Whereas The Knight in the Area was never truly “good,” now it's teetering on “bad.” It was one thing for the series to be weirdly creepy about Kakeru's heart transplant… but somehow I got over that. It was another thing for the series to brush Araki's 100+ pound weight loss under the rug… but somehow I got over that too. Now we learn that Nana is actually this secret SOCCER STAR nicknamed “Little Witch,” which actually sounds just as stupid when you say it out loud, as when you read it. She burst onto the American soccer scene when she was abroad, but a mysterious set of circumstances made her vanish again. Now she's been recruited to play for a Japanese national women's team, and they get to play exciting teams like the ultra-butch US team, Miami Hurricane. You can tell Nana's really talented, because there are a lot of close up shots of her feet moving really fast.
In the meantime, the boys are at some training camp, where 90% of the gags involve Araki eating too much.

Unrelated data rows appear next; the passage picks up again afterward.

//! Application records and their communication endpoints

use std::fmt;

use tokio::sync::mpsc::{self, error::TrySendError};
use tracing::{debug, warn};
use windowserver_ipc::ServerMessage;

use super::{WindowId, WindowRecord};

/// Identifies one control-channel connection
#[derive(Debug, Clone, Copy, PartialEq, Eq, Hash, PartialOrd, Ord)]
pub struct ConnectionId(pub u64);

impl fmt::Display for ConnectionId {
    fn fmt(&self, f: &mut fmt::Formatter<'_>) -> fmt::Result {
        write!(f, "#{}", self.0)
    }
}

/// Where messages for a client go. Sending never blocks: a full queue drops
/// the message.
#[derive(Debug, Clone)]
pub struct Endpoint {
    connection: ConnectionId,
    tx: mpsc::Sender<ServerMessage>,
}

impl Endpoint {
    pub fn new(connection: ConnectionId, tx: mpsc::Sender<ServerMessage>) -> Self {
        Self { connection, tx }
    }

    pub fn connection(&self) -> ConnectionId {
        self.connection
    }

    /// Queue a message for the client. Returns `false` if it was dropped.
    pub fn send(&self, msg: ServerMessage) -> bool {
        match self.tx.try_send(msg) {
            Ok(()) => true,
            Err(TrySendError::Full(msg)) => {
                warn!("Connection {} queue full, dropping {:?}", self.connection, msg);
                false
            }
            Err(TrySendError::Closed(_)) => {
                debug!("Connection {} already closed", self.connection);
                false
            }
        }
    }
}

/// Stable handle returned by registration. A re-registered application id
/// gets a new handle.
#[derive(Debug, Clone, Copy, PartialEq, Eq, Hash, PartialOrd, Ord)]
pub struct AppHandle(pub u64);

/// One connected client application
#[derive(Debug)]
pub struct AppRecord {
    handle: AppHandle,
    id: String,
    pid: u32,
    endpoint: Endpoint,

    /// Windows in creation order
    windows: Vec<WindowRecord>,
}

impl AppRecord {
    pub(super) fn new(handle: AppHandle, id: &str, pid: u32, endpoint: Endpoint) -> Self {
        Self {
            handle,
            id: id.to_string(),
            pid,
            endpoint,
            windows: Vec::new(),
        }
    }

    pub fn handle(&self) -> AppHandle {
        self.handle
    }

    pub fn id(&self) -> &str {
        &self.id
    }

    pub fn pid(&self) -> u32 {
        self.pid
    }

    pub fn endpoint(&self) -> &Endpoint {
        &self.endpoint
    }

    pub fn windows(&self) -> &[WindowRecord] {
        &self.windows
    }

    pub(super) fn push_window(&mut self, window: WindowRecord) {
        self.windows.push(window);
    }

    pub(super) fn window(&self, id: WindowId) -> Option<&WindowRecord> {
        self.windows.iter().find(|w| w.id() == id)
    }

    pub(super) fn window_mut(&mut self, id: WindowId) -> Option<&mut WindowRecord> {
        self.windows.iter_mut().find(|w| w.id() == id)
    }

    pub(super) fn take_window(&mut self, id: WindowId) -> Option<WindowRecord> {
        let pos = self.windows.iter().position(|w| w.id() == id)?;
        Some(self.windows.remove(pos))
    }

    pub(super) fn into_windows(self) -> Vec<WindowRecord> {
        self.windows
    }
}
//! Stacking Module
//!
//! Global window z-order. Index 0 is the bottom; the last entry is topmost.

use tracing::debug;

use super::WindowId;

#[derive(Debug, Default)]
pub struct StackingOrder {
    order: Vec<WindowId>,
}

impl StackingOrder {
    pub fn new() -> Self {
        Self::default()
    }

    /// Place a new window on top
    pub fn add_window(&mut self, window: WindowId) {
        if !self.order.contains(&window) {
            self.order.push(window);
        }
    }

    pub fn remove_window(&mut self, window: WindowId) {
        self.order.retain(|&w| w != window);
    }

    /// Raise a window to the top. Unknown windows are ignored.
    pub fn raise_window(&mut self, window: WindowId) {
        if let Some(pos) = self.order.iter().position(|&w| w == window) {
            if pos + 1 != self.order.len() {
                let w = self.order.remove(pos);
                self.order.push(w);
                debug!("Raised window {}", window);
            }
        }
    }

    /// Topmost first
    pub fn top_down(&self) -> impl Iterator<Item = WindowId> + '_ {
        self.order.iter().rev().copied()
    }

    /// Bottom to top
    pub fn as_slice(&self) -> &[WindowId] {
        &self.order
    }
}

#[cfg(test)]
mod tests {
    use super::*;

    #[test]
    fn test_raise_moves_to_top() {
        let mut stack = StackingOrder::new();
        for id in 1..=3 {
            stack.add_window(WindowId(id));
        }
        stack.raise_window(WindowId(1));
        assert_eq!(stack.as_slice(), &[WindowId(2), WindowId(3), WindowId(1)]);
        assert_eq!(stack.top_down().next(), Some(WindowId(1)));

        stack.raise_window(WindowId(42));
        stack.remove_window(WindowId(3));
        assert_eq!(stack.as_slice(), &[WindowId(2), WindowId(1)]);
    }
}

Judging from the next episode preview, we're in for a thrilling match between Nana's newfound team and some German team.
I mean, maybe I'm wrong, but I thought this show was supposed to be about Kakeru learning to love soccer again and chase his dreams. If not, then they wasted a perfectly good death scene and hyped up this whole brotherly sacrifice thing for nothing. What we actually have instead is a show that feels like a collection of Youtube videos of cool plays from the weekend's EPL games. I'm not entirely sure there's a protagonist anymore (hey, there's no I in TEAM), or a story trajectory. I'm pretty sure there's not even a knight in the area anymore. It's just disjointed clips of people's feet and shots of balls rocketing into goals.
Boy, I sure fell out of love with this show fast. Please let it be Spring already. Please just put me out of my misery.
Status: BOOOOOOOO. You know, I was okay with that whole Araki nonsense as long as the Kakeru-Wants-To-Be-A-Star storyline was still going strong, but now it's just descended into a maelstrom of unrelated soccer clips. And really? The Little Witch? If I'm going to be “that guy,” I'm going to point out that there's no way Nana would be allowed to play in a sanctioned national match without being on the roster or payroll. SO THERE. This show is terrible. Dropped.